Wherever the word "PublicKeyQuery" occurs in the listing, copy the whole line.

*** Data supplied Section Begins ***

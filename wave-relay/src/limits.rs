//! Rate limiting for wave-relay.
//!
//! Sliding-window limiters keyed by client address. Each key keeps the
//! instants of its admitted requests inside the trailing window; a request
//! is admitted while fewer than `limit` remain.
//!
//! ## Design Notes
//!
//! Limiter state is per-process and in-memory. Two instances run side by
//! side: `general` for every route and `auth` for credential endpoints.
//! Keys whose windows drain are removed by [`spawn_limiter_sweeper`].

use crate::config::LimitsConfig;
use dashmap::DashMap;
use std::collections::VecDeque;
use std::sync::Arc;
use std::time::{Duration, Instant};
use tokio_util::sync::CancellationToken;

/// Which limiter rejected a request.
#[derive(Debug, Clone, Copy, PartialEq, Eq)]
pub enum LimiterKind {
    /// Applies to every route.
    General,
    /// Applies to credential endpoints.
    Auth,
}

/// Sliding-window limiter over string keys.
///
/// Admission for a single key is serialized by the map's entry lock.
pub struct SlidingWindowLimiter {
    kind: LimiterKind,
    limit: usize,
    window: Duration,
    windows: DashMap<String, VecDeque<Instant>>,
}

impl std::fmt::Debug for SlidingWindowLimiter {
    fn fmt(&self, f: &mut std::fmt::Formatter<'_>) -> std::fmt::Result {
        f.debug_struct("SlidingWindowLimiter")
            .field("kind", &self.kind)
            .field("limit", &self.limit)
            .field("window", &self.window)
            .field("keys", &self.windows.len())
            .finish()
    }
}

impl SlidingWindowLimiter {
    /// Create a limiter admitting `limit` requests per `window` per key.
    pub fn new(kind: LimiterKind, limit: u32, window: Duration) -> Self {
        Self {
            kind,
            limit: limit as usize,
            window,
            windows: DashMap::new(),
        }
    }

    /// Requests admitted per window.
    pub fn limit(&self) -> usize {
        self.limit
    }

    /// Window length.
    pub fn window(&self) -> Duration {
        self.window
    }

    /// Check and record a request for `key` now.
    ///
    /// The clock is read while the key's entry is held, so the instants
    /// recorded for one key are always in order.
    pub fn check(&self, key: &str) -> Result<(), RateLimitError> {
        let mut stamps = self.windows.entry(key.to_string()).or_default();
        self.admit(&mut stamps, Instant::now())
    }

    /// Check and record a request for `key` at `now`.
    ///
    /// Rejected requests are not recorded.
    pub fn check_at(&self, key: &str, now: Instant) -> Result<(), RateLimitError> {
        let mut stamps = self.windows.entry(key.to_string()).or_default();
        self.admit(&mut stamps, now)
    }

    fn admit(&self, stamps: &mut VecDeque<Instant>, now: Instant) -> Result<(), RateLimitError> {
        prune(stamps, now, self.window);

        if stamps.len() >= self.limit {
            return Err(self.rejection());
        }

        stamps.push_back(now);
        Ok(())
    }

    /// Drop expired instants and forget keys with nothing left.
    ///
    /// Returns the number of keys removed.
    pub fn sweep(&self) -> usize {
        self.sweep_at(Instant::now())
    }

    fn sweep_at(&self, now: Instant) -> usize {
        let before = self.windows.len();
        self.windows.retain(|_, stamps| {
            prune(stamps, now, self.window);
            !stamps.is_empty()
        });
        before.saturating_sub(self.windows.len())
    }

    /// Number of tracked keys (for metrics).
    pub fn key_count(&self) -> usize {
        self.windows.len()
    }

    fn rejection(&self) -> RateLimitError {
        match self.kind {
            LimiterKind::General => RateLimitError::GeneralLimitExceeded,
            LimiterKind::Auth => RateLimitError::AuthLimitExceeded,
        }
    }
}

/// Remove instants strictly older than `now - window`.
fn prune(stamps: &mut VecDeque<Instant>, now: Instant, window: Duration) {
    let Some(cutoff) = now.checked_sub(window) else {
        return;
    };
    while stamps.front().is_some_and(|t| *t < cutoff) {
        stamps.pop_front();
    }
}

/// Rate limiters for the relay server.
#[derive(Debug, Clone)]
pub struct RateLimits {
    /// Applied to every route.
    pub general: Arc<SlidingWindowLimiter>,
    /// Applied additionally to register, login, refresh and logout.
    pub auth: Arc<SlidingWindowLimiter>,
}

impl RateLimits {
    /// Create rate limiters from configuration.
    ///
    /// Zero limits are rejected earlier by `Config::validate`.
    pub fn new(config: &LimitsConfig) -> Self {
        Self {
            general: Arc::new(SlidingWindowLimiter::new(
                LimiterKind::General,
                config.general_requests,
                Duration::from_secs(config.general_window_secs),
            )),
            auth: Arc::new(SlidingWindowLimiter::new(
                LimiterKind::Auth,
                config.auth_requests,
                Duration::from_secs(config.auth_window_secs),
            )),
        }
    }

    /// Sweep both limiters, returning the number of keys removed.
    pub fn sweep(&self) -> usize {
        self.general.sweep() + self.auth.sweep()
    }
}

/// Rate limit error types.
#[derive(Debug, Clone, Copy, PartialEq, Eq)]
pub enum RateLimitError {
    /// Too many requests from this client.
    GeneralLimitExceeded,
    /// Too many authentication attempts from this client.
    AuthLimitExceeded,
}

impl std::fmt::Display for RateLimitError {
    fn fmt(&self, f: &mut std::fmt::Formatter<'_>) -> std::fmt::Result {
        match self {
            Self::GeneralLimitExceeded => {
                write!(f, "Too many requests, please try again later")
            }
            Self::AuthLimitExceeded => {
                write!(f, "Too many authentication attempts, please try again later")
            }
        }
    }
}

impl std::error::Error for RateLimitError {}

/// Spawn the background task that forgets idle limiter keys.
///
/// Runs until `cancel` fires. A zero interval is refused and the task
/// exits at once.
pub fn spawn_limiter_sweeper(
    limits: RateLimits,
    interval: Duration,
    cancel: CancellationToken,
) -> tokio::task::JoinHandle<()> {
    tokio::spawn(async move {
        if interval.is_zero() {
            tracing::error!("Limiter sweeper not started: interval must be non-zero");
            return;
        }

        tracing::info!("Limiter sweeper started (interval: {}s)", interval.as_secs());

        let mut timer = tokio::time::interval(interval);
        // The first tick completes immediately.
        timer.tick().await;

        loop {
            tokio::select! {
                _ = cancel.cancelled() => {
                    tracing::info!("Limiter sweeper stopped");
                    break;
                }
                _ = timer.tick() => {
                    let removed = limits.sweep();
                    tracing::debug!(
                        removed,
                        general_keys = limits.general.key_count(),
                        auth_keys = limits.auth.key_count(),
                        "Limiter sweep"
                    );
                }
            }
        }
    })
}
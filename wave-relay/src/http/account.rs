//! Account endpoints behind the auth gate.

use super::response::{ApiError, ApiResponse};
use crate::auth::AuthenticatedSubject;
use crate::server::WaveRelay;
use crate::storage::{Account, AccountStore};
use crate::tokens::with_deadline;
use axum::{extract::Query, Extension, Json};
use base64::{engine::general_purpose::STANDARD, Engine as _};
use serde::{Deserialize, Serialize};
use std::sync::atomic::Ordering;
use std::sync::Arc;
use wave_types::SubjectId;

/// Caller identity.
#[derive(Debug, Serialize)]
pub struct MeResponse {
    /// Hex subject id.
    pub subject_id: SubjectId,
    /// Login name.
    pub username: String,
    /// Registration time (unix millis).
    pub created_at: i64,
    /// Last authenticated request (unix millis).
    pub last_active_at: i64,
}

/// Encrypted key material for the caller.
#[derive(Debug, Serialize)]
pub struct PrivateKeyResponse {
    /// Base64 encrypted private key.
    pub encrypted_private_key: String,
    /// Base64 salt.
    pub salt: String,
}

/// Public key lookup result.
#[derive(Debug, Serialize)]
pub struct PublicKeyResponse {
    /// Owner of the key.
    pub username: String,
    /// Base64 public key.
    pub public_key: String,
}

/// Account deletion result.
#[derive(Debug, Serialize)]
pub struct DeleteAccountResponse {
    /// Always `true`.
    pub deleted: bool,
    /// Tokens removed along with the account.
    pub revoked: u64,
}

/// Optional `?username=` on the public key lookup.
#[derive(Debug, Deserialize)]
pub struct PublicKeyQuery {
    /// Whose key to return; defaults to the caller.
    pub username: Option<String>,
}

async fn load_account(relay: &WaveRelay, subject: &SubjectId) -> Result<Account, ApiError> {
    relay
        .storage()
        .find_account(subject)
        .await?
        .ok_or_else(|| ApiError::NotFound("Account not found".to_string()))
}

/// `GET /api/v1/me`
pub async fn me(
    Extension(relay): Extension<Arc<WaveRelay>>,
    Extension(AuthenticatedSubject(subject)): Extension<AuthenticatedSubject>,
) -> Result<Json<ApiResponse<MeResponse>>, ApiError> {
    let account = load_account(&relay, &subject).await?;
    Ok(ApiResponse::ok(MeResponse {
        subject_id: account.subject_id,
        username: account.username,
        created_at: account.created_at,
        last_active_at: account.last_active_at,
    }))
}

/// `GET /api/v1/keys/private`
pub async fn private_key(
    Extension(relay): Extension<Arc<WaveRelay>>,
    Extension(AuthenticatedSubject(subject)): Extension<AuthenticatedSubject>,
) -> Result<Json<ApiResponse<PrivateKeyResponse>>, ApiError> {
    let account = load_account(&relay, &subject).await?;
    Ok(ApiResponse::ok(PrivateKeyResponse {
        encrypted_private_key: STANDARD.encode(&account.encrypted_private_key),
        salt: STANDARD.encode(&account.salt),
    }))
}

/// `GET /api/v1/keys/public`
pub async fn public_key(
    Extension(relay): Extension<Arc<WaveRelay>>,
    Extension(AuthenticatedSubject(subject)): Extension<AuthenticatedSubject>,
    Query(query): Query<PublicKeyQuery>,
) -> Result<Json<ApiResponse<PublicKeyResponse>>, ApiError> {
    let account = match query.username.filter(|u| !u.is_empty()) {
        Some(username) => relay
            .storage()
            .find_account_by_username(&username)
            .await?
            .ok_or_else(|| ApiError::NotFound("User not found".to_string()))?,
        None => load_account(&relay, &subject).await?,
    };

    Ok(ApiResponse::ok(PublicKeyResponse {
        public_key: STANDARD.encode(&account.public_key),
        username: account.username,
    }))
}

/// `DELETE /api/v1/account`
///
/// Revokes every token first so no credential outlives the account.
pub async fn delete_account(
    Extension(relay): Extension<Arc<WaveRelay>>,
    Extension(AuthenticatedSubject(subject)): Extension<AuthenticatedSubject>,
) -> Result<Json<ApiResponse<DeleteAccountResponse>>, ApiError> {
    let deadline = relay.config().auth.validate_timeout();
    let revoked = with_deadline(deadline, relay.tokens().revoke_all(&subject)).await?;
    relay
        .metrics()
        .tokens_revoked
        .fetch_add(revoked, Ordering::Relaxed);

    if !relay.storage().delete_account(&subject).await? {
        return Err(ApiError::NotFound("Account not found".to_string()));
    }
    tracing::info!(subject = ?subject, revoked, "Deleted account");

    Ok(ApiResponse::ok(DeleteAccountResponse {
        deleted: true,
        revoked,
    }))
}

*** Data supplied Section Ends ***

- Output -
pub struct PublicKeyQuery {
    Query(query): Query<PublicKeyQuery>,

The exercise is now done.